As opções do trem de força no modo Race são uma configuração "GP" para consistência em uma sessão de pista mais longa, ou "Sprint" para desempenho máximo e implantação do módulo E em uma volta. Dois botões no volante, ergonomicamente posicionados ao alcance dos polegares do motorista, oferecem outras opções: O "Boost" aciona instantaneamente toda a potência disponível do módulo E - o mesmo princípio empregado na Fórmula 1 - para dar ao motorista tudo o que ele precisa para fazer ultrapassagens na pista ou velocidade adicional nas curvas, conforme desejado. Isso pode ser combinado com o botão Aero para um efeito de Sistema de Redução de Arrasto (DRS) sob demanda da asa traseira McLaren Active Long Tail.

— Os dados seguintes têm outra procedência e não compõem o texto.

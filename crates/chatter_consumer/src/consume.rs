use std::{fmt, pin::pin};

use chatter_protocol::StreamEvent;
use futures::{Stream, StreamExt as _};
use tokio_util::sync::CancellationToken;
use tracing::{debug, warn};

use crate::decoder::Decoder;

/// How a consumed stream ended.
#[derive(Debug, Clone, PartialEq, Eq)]
pub enum StreamOutcome {
    /// The sentinel frame was received.
    Completed,

    /// The transport closed without a sentinel frame.
    Ended,

    /// Reading from the transport failed.
    Failed(String),

    /// The caller cancelled the stream.
    Aborted,
}

/// Drive `stream` to completion, dispatching every decoded event to
/// `handler` before the next chunk is read.
///
/// A transport failure is dispatched as a local [`StreamEvent::Error`] before
/// returning. Cancelling `cancel` stops reading immediately and drops the
/// stream.
pub async fn consume<S, B, E, F>(stream: S, cancel: &CancellationToken, handler: F) -> StreamOutcome
where
    S: Stream<Item = Result<B, E>>,
    B: AsRef<[u8]>,
    E: fmt::Display,
    F: FnMut(StreamEvent),
{
    consume_with(Decoder::new(), stream, cancel, handler).await
}

/// Like [`consume`], decoding with a configured `decoder`.
///
/// A frame the decoder rejects fails the stream the same way a transport
/// failure does.
pub async fn consume_with<S, B, E, F>(
    mut decoder: Decoder,
    stream: S,
    cancel: &CancellationToken,
    mut handler: F,
) -> StreamOutcome
where
    S: Stream<Item = Result<B, E>>,
    B: AsRef<[u8]>,
    E: fmt::Display,
    F: FnMut(StreamEvent),
{
    let mut stream = pin!(stream);

    loop {
        let item = tokio::select! {
            biased;
            () = cancel.cancelled() => {
                debug!("Stream aborted.");
                return StreamOutcome::Aborted;
            }
            item = stream.next() => item,
        };

        match item {
            Some(Ok(chunk)) => {
                for event in decoder.decode(chunk.as_ref()) {
                    handler(event);
                }

                if decoder.is_finished() {
                    return StreamOutcome::Completed;
                }

                if let Some(error) = decoder.overflow() {
                    return fail(error, &mut handler);
                }
            }
            Some(Err(error)) => return fail(error, &mut handler),
            None => {
                debug!("Stream ended without sentinel.");
                return StreamOutcome::Ended;
            }
        }
    }
}

fn fail(error: impl fmt::Display, handler: &mut impl FnMut(StreamEvent)) -> StreamOutcome {
    let error = error.to_string();
    warn!(%error, "Stream failed.");
    handler(StreamEvent::error(error.clone()));

    StreamOutcome::Failed(error)
}
use axum::{
    Json,
    extract::{
        Path, State,
        rejection::{JsonRejection, PathRejection},
    },
    http::StatusCode,
    response::{IntoResponse, Response},
};
use chatter_protocol::{
    Conversation, ConversationId, CreateConversationRequest, CreateResponseRequest, Feedback,
};
use serde_json::Value;
use tracing::{debug, info};

use crate::{
    error::{Error, ErrorBody, GENERIC_ERROR, Redactable, Result},
    relay,
    state::AppState,
};

pub(crate) async fn create_conversation(State(state): State<AppState>) -> Result<Json<Conversation>> {
    // The user context comes from the relay's own trust boundary, never from
    // the request.
    let request = CreateConversationRequest {
        user_identifier: uuid::Uuid::new_v4().to_string(),
        user_context: state.user_context.as_ref().clone(),
    };

    let conversation = state.upstream.create_conversation(&request).await?;
    info!(conversation = %conversation.id, "Created conversation.");

    Ok(Json(conversation))
}

pub(crate) async fn create_response(
    State(state): State<AppState>,
    body: std::result::Result<Json<CreateResponseRequest>, JsonRejection>,
) -> Result<Response> {
    let Json(request) = body.map_err(|rejection| Error::BadRequest(rejection.body_text()))?;

    if request.message.trim().is_empty() {
        return Err(Error::BadRequest("message must not be empty".to_owned()));
    }

    let conversation_id = request
        .conversation_id
        .filter(|id| !id.is_empty())
        .ok_or_else(|| Error::BadRequest("conversationId is required".to_owned()))?;

    debug!(conversation = %conversation_id, stream = request.stream, "Creating response.");

    if !request.stream {
        let response = state
            .upstream
            .create_response(&conversation_id, &request.message)
            .await?;

        return Ok(Json(response).into_response());
    }

    // Any failure up to here is still a regular error response. After this
    // point, headers are committed and failures travel in-band.
    let frames = state
        .upstream
        .create_response_stream(&conversation_id, &request.message)
        .await?;

    Ok(relay::sse_response(relay::relay(frames)))
}

pub(crate) async fn create_feedback(
    State(state): State<AppState>,
    path: std::result::Result<Path<(String, String)>, PathRejection>,
    body: std::result::Result<Json<Feedback>, JsonRejection>,
) -> Result<Json<Value>> {
    let Path((conversation_id, response_id)) = path.map_err(bad_path)?;
    let Json(feedback) = body.map_err(|rejection| Error::BadRequest(rejection.body_text()))?;

    let feedback = state
        .upstream
        .create_feedback(&ConversationId::new(conversation_id), &response_id, &feedback)
        .await?;

    Ok(Json(feedback))
}

pub(crate) async fn update_feedback(
    State(state): State<AppState>,
    path: std::result::Result<Path<(String, String, String)>, PathRejection>,
    body: std::result::Result<Json<Feedback>, JsonRejection>,
) -> Result<Json<Value>> {
    let Path((conversation_id, response_id, feedback_id)) = path.map_err(bad_path)?;
    let Json(feedback) = body.map_err(|rejection| Error::BadRequest(rejection.body_text()))?;

    let feedback = state
        .upstream
        .update_feedback(
            &ConversationId::new(conversation_id),
            &response_id,
            &feedback_id,
            &feedback,
        )
        .await?;

    Ok(Json(feedback))
}

pub(crate) async fn not_found() -> impl IntoResponse {
    (StatusCode::NOT_FOUND, Json(ErrorBody::new("Route not found")))
}

/// Replace error messages with a generic one, unless errors are exposed.
pub(crate) async fn redact_errors(State(state): State<AppState>, response: Response) -> Response {
    if state.expose_errors || response.extensions().get::<Redactable>().is_none() {
        return response;
    }

    (response.status(), Json(ErrorBody::new(GENERIC_ERROR))).into_response()
}

fn bad_path(rejection: PathRejection) -> Error {
    Error::BadRequest(rejection.body_text())
}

O desempenho dos pneus é intrínseco à aderência mecânica e aerodinâmica e o W1 apresenta três opções de pneus 265/35 na dianteira e 335/30 na traseira do parceiro técnico da McLaren, a Pirelli. Para atender às exigências extremas do carro, o Pirelli P ZEROTM O pneu de pista Trofeo RS para estrada é o equipamento padrão. O pneu tem um composto especialmente desenvolvido para manter o mais alto desempenho e a aderência consistente em uma sessão de pista. Pirelli P ZEROTM R e Pirelli P ZEROTM Os pneus Winter 2 - mais uma vez, ambos feitos sob medida para o W1 - também estão disponíveis, sendo que o primeiro é uma solução voltada para a estrada e o segundo oferece excelente desempenho em climas frios.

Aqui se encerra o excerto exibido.